A Buckskin Man's Pocket
A Buckskin's Pocket
When we speak of his pocket that includes all of his clothes, because on the inside of his coat, if he wears one, are stuck an array of safety pins ([Fig. 234]), but usually the pins are fastened onto his shirt. A safety pin is as useful to a man in camp as is a hairpin to a woman, and a woman can camp with no other outfit but a box of hairpins. One can use safety pins for clothespins when one's socks are drying at night, one can use them to pin up the blankets and thus make a sleeping-bag of them, or one can use them for the purpose of temporarily mending rips and tears in one's clothes. These are only a few of the uses of the safety pin on the trail. After one has traveled with safety pins one comes to believe that they are almost indispensable.
In one of the pockets there should be a lot of bachelor buttons, the sort that you do not have to sew on to your clothes, but which fasten with a snap, something like glove buttons. There should be a pocket made in your shirt or vest to fit your notebook ([Fig. 244]), and a part of it stitched up to hold a pencil and a toothbrush. Your mother can do this at home for you before you leave. Then you should have a good jack-knife; I always carry my jack-knife in my hip pocket. A pocket compass, one that you have tested before starting on your trip, should lodge comfortably in one of your pockets, and hitched in your belt should be your noggin carved from a burl from a tree ([Fig. 235]); it should be carried by slipping the toggle ([Fig. 236]) underneath the belt. Also in the belt you should carry some whang strings ([Fig. 237]); double the whang strings up so that the two ends come together, tuck the loop through your belt until it comes out at the other side, then put the two ends of the string through the loop and the whang strings are fast but easily pulled out when needed; whang strings are the same as belt lashings. A small whetstone ([Fig. 238]) can find a place somewhere about your clothes, probably in the other hip pocket, and it is most useful, not only with which to put an edge on your knife but also on your axe.
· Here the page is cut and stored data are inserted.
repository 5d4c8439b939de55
//! Versioned filesystem tree the change model operates on.
//!
//! Entries are identified by a stable [`EntryId`] and addressed by
//! slash-separated paths relative to the root. The whole tree can be
//! snapshotted with [`RootEntry::copy`].

mod entry;
mod id_path;
pub mod paths;
mod root_entry;

pub use entry::{Entry, EntryId, EntryKind};
pub use id_path::IdPath;
pub use root_entry::{ROOT_ID, RootEntry, TreeError};
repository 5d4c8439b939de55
use bincode::{Decode, Encode};
use snafu::prelude::*;

use crate::changes::change::{ApplySnafu, RevertSnafu};
use crate::changes::{BaseChange, ChangeError, ChangeTrait};
use crate::tree::{IdPath, RootEntry, paths};

/// Moves an entry under another directory.
///
/// The footprint has two id paths, one through the old parent and one
/// through the new parent, so that history of either directory sees the move.
#[derive(Debug, Clone, PartialEq, Eq, Encode, Decode)]
pub struct MoveChange {
    base: BaseChange,
    new_parent_path: String,
}

impl MoveChange {
    pub fn new(path: impl Into<String>, new_parent_path: impl Into<String>) -> Self {
        MoveChange {
            base: BaseChange::new(path),
            new_parent_path: new_parent_path.into(),
        }
    }

    pub fn path(&self) -> &str {
        self.base.path()
    }

    pub fn new_parent_path(&self) -> &str {
        &self.new_parent_path
    }

    pub fn new_path(&self) -> String {
        paths::join(&self.new_parent_path, paths::name_of(self.base.path()))
    }
}

impl ChangeTrait for MoveChange {
    fn apply_to(&mut self, tree: &mut RootEntry) -> Result<(), ChangeError> {
        let path = self.base.path();
        let old_id_path = tree.id_path(path).context(ApplySnafu { path })?;
        let new_id_path = tree
            .move_entry(path, &self.new_parent_path)
            .context(ApplySnafu { path })?;
        self.base.record(vec![old_id_path, new_id_path]);
        Ok(())
    }

    fn revert_on(&self, tree: &mut RootEntry) -> Result<(), ChangeError> {
        self.base.ensure_applied()?;
        let old_parent_path = paths::parent_of(self.base.path());
        tree.move_entry(&self.new_path(), old_parent_path)
            .context(RevertSnafu {
                path: self.base.path(),
            })?;
        Ok(())
    }

    fn affected_id_paths(&self) -> &[IdPath] {
        self.base.affected_id_paths()
    }
}
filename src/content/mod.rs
//! File contents referenced by entries and changes.

mod content;
mod content_store;

pub use content::Content;
pub use content_store::{ContentStore, ContentStoreError};
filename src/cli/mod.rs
mod cli;

pub use cli::{Cli, Command};
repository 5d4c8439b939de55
mod history_config;
mod script;
mod yaml;

pub use history_config::{ConfigError, HistoryConfig};
pub use script::{HistoryScript, ScriptError};
#[cfg(test)]
mod tests {
    use super::*;
    use crate::changes::{
        ChangeFileContentChange, CreateDirectoryChange, CreateFileChange, DeleteChange,
        MoveChange, PutEntryLabelChange, RenameChange,
    };
    use rstest::*;

    fn c(text: &str) -> Content {
        Content::of(text.as_bytes())
    }

    struct History {
        tree: RootEntry,
        list: ChangeList,
    }

    impl History {
        fn new() -> Self {
            History {
                tree: RootEntry::new(),
                list: ChangeList::new(),
            }
        }

        fn add(&mut self, timestamp: i64, changes: Vec<Change>) {
            self.list
                .apply_and_add(&mut self.tree, ChangeSet::new(timestamp, changes))
                .unwrap();
        }

        fn change(&self, index: usize) -> &Change {
            self.list.changes().nth(index).unwrap()
        }

        fn timestamps(&self) -> Vec<i64> {
            self.list.change_sets().map(ChangeSet::timestamp).collect()
        }
    }

    #[test]
    fn creation_and_content_change_are_chained() {
        let mut h = History::new();
        h.add(1, vec![CreateFileChange::new(EntryId(1), "file", c("one"), 1).into()]);
        h.add(2, vec![ChangeFileContentChange::new("file", c("two"), 2).into()]);

        assert!(h.list.is_in_the_chain(h.change(0), h.change(1)).unwrap());
    }

    #[test]
    fn chain_only_runs_forward_in_time() {
        let mut h = History::new();
        h.add(1, vec![CreateFileChange::new(EntryId(1), "file", c("one"), 1).into()]);
        h.add(2, vec![ChangeFileContentChange::new("file", c("two"), 2).into()]);

        assert!(!h.list.is_in_the_chain(h.change(1), h.change(0)).unwrap());
    }

    #[test]
    fn independent_files_are_not_chained() {
        let mut h = History::new();
        h.add(1, vec![CreateFileChange::new(EntryId(1), "f1", c("one"), 1).into()]);
        h.add(2, vec![CreateFileChange::new(EntryId(2), "f2", c("two"), 2).into()]);

        assert!(!h.list.is_in_the_chain(h.change(0), h.change(1)).unwrap());
    }

    #[test]
    fn move_links_destination_directory_to_file() {
        let mut h = History::new();
        h.add(1, vec![CreateDirectoryChange::new(EntryId(1), "dir1").into()]);
        h.add(2, vec![CreateDirectoryChange::new(EntryId(2), "dir2").into()]);
        h.add(3, vec![CreateFileChange::new(EntryId(3), "dir1/file", c("x"), 3).into()]);

        assert!(h.list.is_in_the_chain(h.change(0), h.change(2)).unwrap());
        assert!(!h.list.is_in_the_chain(h.change(1), h.change(2)).unwrap());

        h.add(4, vec![MoveChange::new("dir1/file", "dir2").into()]);

        assert!(h.list.is_in_the_chain(h.change(0), h.change(2)).unwrap());
        assert!(h.list.is_in_the_chain(h.change(1), h.change(2)).unwrap());
    }

    #[test]
    fn labels_do_not_link_chains() {
        let mut h = History::new();
        h.add(1, vec![CreateFileChange::new(EntryId(1), "f1", c("one"), 1).into()]);
        h.add(2, vec![PutEntryLabelChange::new(2, "f1", "label", false).into()]);

        assert!(!h.list.is_in_the_chain(h.change(0), h.change(1)).unwrap());
    }

    #[test]
    fn chain_query_with_foreign_change_fails() {
        let mut h = History::new();
        h.add(1, vec![CreateFileChange::new(EntryId(1), "f1", c("one"), 1).into()]);
        let foreign: Change = CreateFileChange::new(EntryId(1), "f1", c("one"), 1).into();

        assert!(matches!(
            h.list.is_in_the_chain(h.change(0), &foreign),
            Err(ChangeListError::UnknownChangeError { .. })
        ));
    }

    #[rstest]
    #[case(3, vec![4, 3])]
    #[case(1, vec![4, 3, 2, 1])]
    #[case(5, vec![])]
    fn purge_removes_oldest_prefix(#[case] threshold: i64, #[case] remaining: Vec<i64>) {
        let mut h = History::new();
        for (timestamp, name) in [(1, "f1"), (2, "f2"), (3, "f3"), (4, "f4")] {
            h.add(
                timestamp,
                vec![CreateFileChange::new(EntryId(timestamp as i32), name, c(name), timestamp).into()],
            );
        }

        h.list.purge_up_to(threshold);

        assert_eq!(h.timestamps(), remaining);
    }

    #[test]
    fn purge_keeps_nearest_newer_set_across_gap() {
        let mut h = History::new();
        h.add(1, vec![CreateFileChange::new(EntryId(1), "f1", c("one"), 1).into()]);
        h.add(5, vec![CreateFileChange::new(EntryId(2), "f2", c("two"), 5).into()]);

        h.list.purge_up_to(3);

        assert_eq!(h.timestamps(), vec![5]);
    }

    #[test]
    fn purge_returns_superseded_contents_in_order() {
        let mut h = History::new();
        h.add(1, vec![CreateFileChange::new(EntryId(1), "file", c("one"), 1).into()]);
        h.add(2, vec![ChangeFileContentChange::new("file", c("two"), 2).into()]);
        h.add(3, vec![ChangeFileContentChange::new("file", c("three"), 3).into()]);
        h.add(
            4,
            vec![
                ChangeFileContentChange::new("file", c("four"), 4).into(),
                ChangeFileContentChange::new("file", c("five"), 4).into(),
            ],
        );

        let contents = h.list.purge_up_to(5);

        assert_eq!(contents, vec![c("one"), c("two"), c("three"), c("four")]);
        assert!(h.list.is_empty());
    }

    #[test]
    fn purge_returns_contents_of_deleted_subtree() {
        let mut h = History::new();
        h.add(
            1,
            vec![
                CreateDirectoryChange::new(EntryId(1), "dir").into(),
                CreateFileChange::new(EntryId(2), "dir/file", c("one"), 1).into(),
            ],
        );
        h.add(2, vec![DeleteChange::new("dir").into()]);

        assert_eq!(h.list.purge_up_to(3), vec![c("one")]);
    }

    #[test]
    fn purge_and_revert_on_empty_list_are_noops() {
        let mut list = ChangeList::new();
        let mut tree = RootEntry::new();
        let change: Change = CreateDirectoryChange::new(EntryId(1), "dir").into();

        assert!(list.purge_up_to(100).is_empty());
        list.revert_up_to(&mut tree, &change, true).unwrap();
        assert_eq!(tree, RootEntry::new());
    }

    #[test]
    fn revert_up_to_first_creation_including_it() {
        let mut h = History::new();
        h.add(1, vec![CreateFileChange::new(EntryId(1), "f1", c("one"), 1).into()]);
        h.add(2, vec![CreateFileChange::new(EntryId(2), "f2", c("two"), 2).into()]);

        let mut copy = h.tree.copy();
        h.list.revert_up_to(&mut copy, h.change(0), true).unwrap();

        assert!(!copy.has_entry("f1"));
        assert!(!copy.has_entry("f2"));
    }

    #[test]
    fn revert_up_to_first_creation_excluding_it() {
        let mut h = History::new();
        h.add(1, vec![CreateFileChange::new(EntryId(1), "f1", c("one"), 1).into()]);
        h.add(2, vec![CreateFileChange::new(EntryId(2), "f2", c("two"), 2).into()]);

        let mut copy = h.tree.copy();
        h.list.revert_up_to(&mut copy, h.change(0), false).unwrap();

        assert!(copy.has_entry("f1"));
        assert!(!copy.has_entry("f2"));
        assert!(h.tree.has_entry("f2"));
    }

    #[test]
    fn revert_inside_a_change_set_goes_backwards() {
        let mut h = History::new();
        h.add(
            1,
            vec![
                CreateDirectoryChange::new(EntryId(1), "dir").into(),
                CreateFileChange::new(EntryId(2), "dir/file", c("one"), 1).into(),
                RenameChange::new("dir/file", "renamed").into(),
            ],
        );

        let mut copy = h.tree.copy();
        h.list.revert_up_to(&mut copy, h.change(1), false).unwrap();

        assert!(copy.has_entry("dir/file"));
        assert!(!copy.has_entry("dir/renamed"));
    }

    #[test]
    fn adding_older_change_set_is_rejected() {
        let mut h = History::new();
        h.add(5, vec![CreateFileChange::new(EntryId(1), "f1", c("one"), 5).into()]);

        let result = h.list.apply_and_add(
            &mut h.tree,
            ChangeSet::new(4, vec![CreateFileChange::new(EntryId(2), "f2", c("two"), 4).into()]),
        );

        assert!(matches!(
            result,
            Err(ChangeListError::NonMonotonicTimestampError {
                timestamp: 4,
                latest: 5
            })
        ));
        assert!(!h.tree.has_entry("f2"));
    }

    #[test]
    fn empty_change_set_is_rejected() {
        let mut list = ChangeList::new();
        assert!(matches!(
            list.add_change_set(ChangeSet::new(1, Vec::new())),
            Err(ChangeListError::EmptyChangeSetError)
        ));
    }

    #[test]
    fn history_of_entry_follows_renames_and_stops_at_creation() {
        let mut h = History::new();
        h.add(1, vec![CreateDirectoryChange::new(EntryId(1), "dir").into()]);
        h.add(2, vec![CreateFileChange::new(EntryId(2), "dir/file", c("one"), 2).into()]);
        h.add(3, vec![RenameChange::new("dir/file", "renamed").into()]);
        h.add(4, vec![CreateFileChange::new(EntryId(3), "other", c("x"), 4).into()]);
        h.add(5, vec![ChangeFileContentChange::new("dir/renamed", c("two"), 5).into()]);

        let file_history = h
            .list
            .change_sets_for(&h.tree, "dir/renamed")
            .unwrap()
            .into_iter()
            .map(ChangeSet::timestamp)
            .collect::<Vec<_>>();
        assert_eq!(file_history, vec![5, 3, 2]);

        let dir_history = h
            .list
            .change_sets_for(&h.tree, "dir")
            .unwrap()
            .into_iter()
            .map(ChangeSet::timestamp)
            .collect::<Vec<_>>();
        assert_eq!(dir_history, vec![5, 3, 2, 1]);
    }

    #[test]
    fn history_of_moved_entry_survives_move() {
        let mut h = History::new();
        h.add(
            1,
            vec![
                CreateDirectoryChange::new(EntryId(1), "dir1").into(),
                CreateDirectoryChange::new(EntryId(2), "dir2").into(),
            ],
        );
        h.add(2, vec![CreateFileChange::new(EntryId(3), "dir1/file", c("one"), 2).into()]);
        h.add(3, vec![MoveChange::new("dir1/file", "dir2").into()]);

        let history = h.list.change_sets_for(&h.tree, "dir2/file").unwrap();
        assert_eq!(history.len(), 2);

        let dir1_history = h
            .list
            .change_sets_for(&h.tree, "dir1")
            .unwrap()
            .into_iter()
            .map(ChangeSet::timestamp)
            .collect::<Vec<_>>();
        assert_eq!(dir1_history, vec![3, 2, 1]);
    }

    #[test]
    fn history_of_missing_entry_fails() {
        let h = History::new();
        assert!(matches!(
            h.list.change_sets_for(&h.tree, "missing"),
            Err(ChangeListError::EntryLookupError { .. })
        ));
    }
}
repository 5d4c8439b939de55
mod log_level;

pub use log_level::LogLevel;
use std::collections::HashMap;

use bincode::{Decode, Encode};
use snafu::prelude::*;
use tracing::debug;

use crate::content::Content;

/// Content-addressed, reference-counted blob storage.
///
/// Every [`ContentStore::store`] call takes one reference; every content
/// handed back by a purge gives one back through [`ContentStore::release`].
/// A blob is dropped once nothing refers to it anymore.
#[derive(Debug, Clone, Default, PartialEq, Eq, Encode, Decode)]
pub struct ContentStore {
    blobs: HashMap<Content, StoredBlob>,
}

#[derive(Debug, Clone, PartialEq, Eq, Encode, Decode)]
struct StoredBlob {
    bytes: Vec<u8>,
    references: u32,
}

impl ContentStore {
    pub fn new() -> Self {
        Self::default()
    }

    pub fn store(&mut self, bytes: &[u8]) -> Content {
        let content = Content::of(bytes);
        self.blobs
            .entry(content)
            .or_insert_with(|| StoredBlob {
                bytes: bytes.to_vec(),
                references: 0,
            })
            .references += 1;
        content
    }

    pub fn get(&self, content: Content) -> Result<&[u8], ContentStoreError> {
        self.blobs
            .get(&content)
            .map(|blob| blob.bytes.as_slice())
            .context(MissingContentSnafu { content })
    }

    pub fn contains(&self, content: Content) -> bool {
        self.blobs.contains_key(&content)
    }

    /// Drops one reference per content and returns how many blobs were freed.
    pub fn release(&mut self, contents: &[Content]) -> usize {
        let mut freed = 0;
        for content in contents {
            let Some(blob) = self.blobs.get_mut(content) else {
                debug!("Released content {} is not stored", content);
                continue;
            };
            blob.references = blob.references.saturating_sub(1);
            if blob.references == 0 {
                self.blobs.remove(content);
                freed += 1;
            }
        }
        freed
    }

    pub fn len(&self) -> usize {
        self.blobs.len()
    }

    pub fn is_empty(&self) -> bool {
        self.blobs.is_empty()
    }
}

#[derive(Debug, Snafu)]
pub enum ContentStoreError {
    #[snafu(display("Content {} is not in the store", content))]
    MissingContentError { content: Content },
}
Inside the sweat band of your hat, or around the crown on the outside of your hat, carry a gut leader with medium-sized artificial flies attached, and around your neck knot a big gaudy bandanna handkerchief ([Fig. 239]); it is a most useful article; it can be used in which to carry your game, food or duffel, or for warmth, or worn over the head for protection from insects ([Fig. 240]). In the latter case put it on your head under your hat and allow it to hang over your shoulders like the havelock worn by the soldiers of '61.
Carry your belt axe thrust through your belt at your back ([Fig. 241]), where it will be out of the way, not at your side as you do on parade.
No camper, be he hunter, fisherman, scout, naturalist, explorer, prospector, soldier or lumberman, should go into the woods without a notebook and hard lead pencil ([Fig. 242]). Remember that notes made with a hard pencil will last longer than those made with ink, and be readable as long as the paper lasts.
Every scientist and every surveyor knows this and it is only tenderfeet, who use a soft pencil and fountain pen for making field notes, because an upset canoe will blur all ink marks and the constant rubbing of the pages of the book will smudge all soft pencil marks.